Collected data:
· · · · · · ·

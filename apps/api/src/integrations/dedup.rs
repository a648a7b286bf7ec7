//! Suppresses exact redeliveries of inbound messages.
//!
//! The messaging webhook is at-least-once. Each message id is claimed in Redis
//! with `SET NX EX`; a second claim of the same id loses. Any Redis problem
//! fails open so a message is never dropped because the cache is down.

use std::sync::Arc;
use std::time::Duration;

use redis::aio::ConnectionManager;
use tokio::sync::OnceCell;
use tracing::{debug, warn};

const KEY_PREFIX: &str = "cv-review:inbound:";
/// Redeliveries arrive within minutes; a day is comfortably longer.
const CLAIM_TTL_SECS: u64 = 86_400;
/// Upper bound on connecting plus claiming, per message.
const CLAIM_TIMEOUT: Duration = Duration::from_millis(500);

#[derive(Clone)]
pub struct DeliveryDeduplicator {
    client: Option<redis::Client>,
    /// One reconnecting connection shared by every request, opened on first use.
    connection: Arc<OnceCell<ConnectionManager>>,
    timeout: Duration,
}

impl DeliveryDeduplicator {
    pub fn new(client: Option<redis::Client>) -> Self {
        Self {
            client,
            connection: Arc::default(),
            timeout: CLAIM_TIMEOUT,
        }
    }

    /// A deduplicator that lets every message through.
    pub fn disabled() -> Self {
        Self::new(None)
    }

    /// `true` when this is the first time `message_id` has been seen.
    pub async fn first_delivery(&self, message_id: &str) -> bool {
        let (Some(client), false) = (&self.client, message_id.is_empty()) else {
            return true;
        };
        match tokio::time::timeout(self.timeout, self.claim(client, message_id)).await {
            Ok(Ok(first)) => {
                if !first {
                    debug!("Message {message_id} already claimed");
                }
                first
            }
            Ok(Err(e)) => {
                warn!("Redis dedup unavailable ({e}); processing {message_id} anyway");
                true
            }
            Err(_) => {
                warn!(
                    "Redis dedup timed out after {}ms; processing {message_id} anyway",
                    self.timeout.as_millis()
                );
                true
            }
        }
    }

    async fn claim(&self, client: &redis::Client, message_id: &str) -> redis::RedisResult<bool> {
        let mut conn = self
            .connection
            .get_or_try_init(|| ConnectionManager::new(client.clone()))
            .await?
            .clone();
        let reply: Option<String> = redis::cmd("SET")
            .arg(format!("{KEY_PREFIX}{message_id}"))
            .arg(1)
            .arg("NX")
            .arg("EX")
            .arg(CLAIM_TTL_SECS)
            .query_async(&mut conn)
            .await?;
        Ok(reply.is_some())
    }
}

#[cfg(test)]
mod tests {
    use super::*;

    #[tokio::test]
    async fn test_disabled_deduplicator_admits_everything() {
        let dedup = DeliveryDeduplicator::disabled();
        assert!(dedup.first_delivery("SM123").await);
        assert!(dedup.first_delivery("SM123").await);
    }

    #[tokio::test]
    async fn test_unreachable_redis_fails_open() {
        let client = redis::Client::open("redis://127.0.0.1:1/").unwrap();
        let dedup = DeliveryDeduplicator::new(Some(client));
        assert!(dedup.first_delivery("SM456").await);
    }

    #[tokio::test]
    async fn test_silent_redis_fails_open_quickly() {
        // Accepts connections and never answers.
        let listener = tokio::net::TcpListener::bind("127.0.0.1:0").await.unwrap();
        let addr = listener.local_addr().unwrap();
        tokio::spawn(async move {
            let mut held = Vec::new();
            while let Ok((socket, _)) = listener.accept().await {
                held.push(socket);
            }
        });

        let client = redis::Client::open(format!("redis://{addr}/")).unwrap();
        let dedup = DeliveryDeduplicator::new(Some(client));

        let started = std::time::Instant::now();
        assert!(dedup.first_delivery("SM789").await);
        assert!(dedup.first_delivery("SM789").await);
        assert!(started.elapsed() < Duration::from_secs(5));
    }
}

· · · · · · ·

Prompt
Among the lines above, repeat exactly those from the line with "claimed in Redis" to the line with "use std::time::Duration;", counting both ends.

The answer
//! The messaging webhook is at-least-once. Each message id is claimed in Redis
//! with `SET NX EX`; a second claim of the same id loses. Any Redis problem
//! fails open so a message is never dropped because the cache is down.

use std::sync::Arc;
use std::time::Duration;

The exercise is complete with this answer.